Addition of the cationic anchoring layer PDADMAC was to improve the
adhesion of the lignin and the gold substrate during spin coating. With the anchoring
layer, films cast from dioxane exhibited less extreme roughness, but continued to show
significant heterogeneity in the phase measurement, indicating some micron-scale
ordering. When THF was used to cast the films on PDADMAC-coated sensors, the
surface was much smoother and with neither holes nor roughness seen in the nonanchored films. While the surface does exhibit some small variation in height and phase,
it is the smoothest and most homogeneous surface cast.
Films cast from lignin dissolved in either THF or 96% dioxane, with and without
an anchoring layer of adsorbed polydiallyldimethylammonium chloride (PDADMAC)
are presented in Figures S10-S13.
Figure captions
Figure S8. Side chain (δC/δH 50-90/2.5-6.0) and aromatic (δC/δH 90-150/5.5-8.0)
regions in the 2D HSQC NMR spectra of pretreated Miscanthus (left) and of the
isolated MWL (right). Color-coded structures correspond to the major resonances in
the spectra.
Figure S9. Film thickness (nm) of lignin films, spin-cast from a THF solution of varying
lignin concentration. Error bars indicate one standard deviation of 3 samples.

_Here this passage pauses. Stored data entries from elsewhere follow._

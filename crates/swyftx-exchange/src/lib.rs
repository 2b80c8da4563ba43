//! Swyftx 거래소 REST 커넥터.
//!
//! 이 크레이트는 다음을 제공합니다:
//! - 베어러 토큰 세션 수명 주기 (발급/갱신/로그아웃)
//! - 요청 서명: 논리 요청 → 전송 가능한 HTTP 기술자
//! - 자산 목록 → 정규화 마켓 카탈로그
//! - OHLCV 캔들 및 주문 응답 정규화
//! - HTTP 상태 → 에러 분류 매핑
//!
//! 재시도/백오프와 rate limiting은 상위 전송 계층의 책임이며
//! 이 크레이트에는 없습니다.

pub mod auth;
pub mod candle;
pub mod client;
pub mod config;
pub mod error;
pub mod market;
pub mod order;
pub mod signer;
pub mod traits;

pub use auth::{Session, SessionManager};
pub use client::{LiveRate, RateSide, SwyftxClient};
pub use config::{SwyftxConfig, SwyftxEnvironment};
pub use error::*;
pub use signer::{AccessLevel, RequestSigner, SignedRequest};
pub use traits::*;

Figure S10. AFM height (A) and phase (B) data for the lignin-coated surfaces used for
measuring cellulase binding kinetics. Gold QCM-D sensors were soaked in a 0.1% w/v
PDADMAC solution, followed by spin-coating with lignin dissolved in THF (1% w/v).
These conditions resulted in a smooth (roughness = 3.3 nm RMS) surface free of defects ,
holes, or surface aggregation.
Figure S11. AFM height (A) and phase (B) data for lignin coated sensors. Coating
conditions: bare gold surface coated with lignin dissolved in THF (1% w/v).
Figure S12. AFM height (A) and phase (B) data for lignin coated sensors. Coating
conditions: bare gold surface coated with lignin dissolved in 1,4 dioxane (1% w/v). The
appearance of aggregates on the surface is clear.
Figure S13. AFM height (A) and phase (B) data for lignin coated sensors. Coating
conditions: PDADMAC-soaked surface coated with lignin dissolved in 1,4 dioxane (1%
w/v). While the surface is smoother than the dioxane-coated samples, undesirable
heterogeneity in the phase data is apparent.